Code for creating data visualisation

Rather than breaking down each part of the code below I’m just going to outline the reasons behind each part:

  1. First I read in the data and remove the duplicates using a combination of track name and artist. Then I filter out the genre that I want to create the visualisation for. The real upper limit for a plot like this is around 200 data points, especially when song names are long. Lastly I create a new variable that takes the track year from the album release date (it extracts the first four characters of the string and makes the result a numeric type column)

  2. Next, I found from playing around that the popularity skewed way too heavily towards more recent releases. To try and remedy this a little I used a linear model with release year included as a set of dummy predictors, with 2019 as the reference year. I use broom to tidy up the results of this model and then get the track years back from the term column to use for a join later on. I then subtract those coefficients to rebalance the popularity by adjusting for the average drop in popularity in years past. I find this gives a much better view of “most popular, timeless” songs that makes be feel less old. Finally, I rank the tracks and keep only the top 200 - I accept any of the ties as well so it’s sometimes more or less than 200.

  3. Next we create a data frame that can be used to calculate a distance matrix, calculate said matrix, and run a hierarchical cluster analysis. We then extract the clusters and get them in a format that can be handled by ggplot using the amazing ggdenro package.

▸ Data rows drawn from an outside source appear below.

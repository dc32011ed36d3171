//! Exercises [`ReqwestTransport`] against a real HTTP server, complementing
//! the ingest-loop tests in `streaming.rs` (which drive the client against
//! [`evm_portal_test_utils::FakeTransport`] and never touch the `reqwest`
//! code path itself).

use evm_portal_client::{ReqwestTransport, StreamResponse, Transport};
use evm_portal_types::WireRequest;
use futures::StreamExt as _;
use wiremock::matchers::{body_json, method, path};
use wiremock::{Mock, MockServer, ResponseTemplate};

#[tokio::test]
async fn get_height_parses_the_plaintext_body() {
    let server = MockServer::start().await;
    Mock::given(method("GET"))
        .and(path("/finalized-stream/height"))
        .respond_with(ResponseTemplate::new(200).set_body_string("123456"))
        .mount(&server)
        .await;

    let transport = ReqwestTransport::new(reqwest::Client::new(), Default::default());
    let url = url::Url::parse(&format!("{}/finalized-stream/height", server.uri())).unwrap();
    let height = transport.get_height(&url).await.unwrap();
    assert_eq!(height, 123_456);
}

#[tokio::test]
async fn get_height_rejects_a_non_numeric_body() {
    let server = MockServer::start().await;
    Mock::given(method("GET"))
        .and(path("/finalized-stream/height"))
        .respond_with(ResponseTemplate::new(200).set_body_string("not-a-number"))
        .mount(&server)
        .await;

    let transport = ReqwestTransport::new(reqwest::Client::new(), Default::default());
    let url = url::Url::parse(&format!("{}/finalized-stream/height", server.uri())).unwrap();
    assert!(transport.get_height(&url).await.is_err());
}

#[tokio::test]
async fn post_stream_204_decodes_as_no_content() {
    let server = MockServer::start().await;
    Mock::given(method("POST"))
        .and(path("/finalized-stream"))
        .respond_with(ResponseTemplate::new(204))
        .mount(&server)
        .await;

    let transport = ReqwestTransport::new(reqwest::Client::new(), Default::default());
    let url = url::Url::parse(&format!("{}/finalized-stream", server.uri())).unwrap();
    let body = WireRequest { from_block: 10, ..Default::default() };
    assert!(matches!(transport.post_stream(&url, &body).await.unwrap(), StreamResponse::NoContent));
}

#[tokio::test]
async fn post_stream_200_streams_the_ndjson_body() {
    let server = MockServer::start().await;
    let body = WireRequest { from_block: 5, ..Default::default() };
    Mock::given(method("POST"))
        .and(path("/finalized-stream"))
        .and(body_json(&body))
        .respond_with(ResponseTemplate::new(200).set_body_string(
            r#"{"header":{"number":5,"hash":"0x5","parentHash":"0x4"}}
{"header":{"number":6,"hash":"0x6","parentHash":"0x5"}}
"#,
        ))
        .mount(&server)
        .await;

    let transport = ReqwestTransport::new(reqwest::Client::new(), Default::default());
    let url = url::Url::parse(&format!("{}/finalized-stream", server.uri())).unwrap();
    let StreamResponse::Ok(mut stream) = transport.post_stream(&url, &body).await.unwrap() else {
        panic!("expected a streaming 200 response");
    };

    let mut collected = Vec::new();
    while let Some(chunk) = stream.next().await {
        collected.extend_from_slice(&chunk.unwrap());
    }
    let text = String::from_utf8(collected).unwrap();
    assert!(text.contains("\"number\":5"));
    assert!(text.contains("\"number\":6"));
}

#[tokio::test]
async fn post_stream_other_status_is_a_fatal_transport_error() {
    let server = MockServer::start().await;
    Mock::given(method("POST"))
        .and(path("/finalized-stream"))
        .respond_with(ResponseTemplate::new(500))
        .mount(&server)
        .await;

    let transport = ReqwestTransport::new(reqwest::Client::new(), Default::default());
    let url = url::Url::parse(&format!("{}/finalized-stream", server.uri())).unwrap();
    let body = WireRequest { from_block: 0, ..Default::default() };
    let err = transport.post_stream(&url, &body).await.unwrap_err();
    assert!(err.to_string().contains("500"));
}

  4. Next there is a bunch of fiddly stuff to get the angles on the text labels correct and to specify a nice neon colour palette for the feature plotting. I also need to set constants to put the feature rings in the right place on the plot (which required going back to the axis scale a few times).

  5. Last fiddly things are to set quantiles for each of the audio feature variables and add an empty row and point to stop the overlap that seems to often happen at the start and end of the plot (both at 12’o clock). This makes the variation more visible (you’ll see I also experimented with just scaling the variable, but the differences are too obscured at such a small size).

  6. Finally we can plot the data. Note the important polar coordinates and reverse y scale arguments. Also note that I’ve set a very small limit for the amount that size is allowed to fluctuate (for the audio feature rings). The largest feature data points still need to be quite small to look nice and be informative.

The full code for the EDM visualisation is below: you can change what genre is visualised by just changing the filter conditions at the start of the code chunk.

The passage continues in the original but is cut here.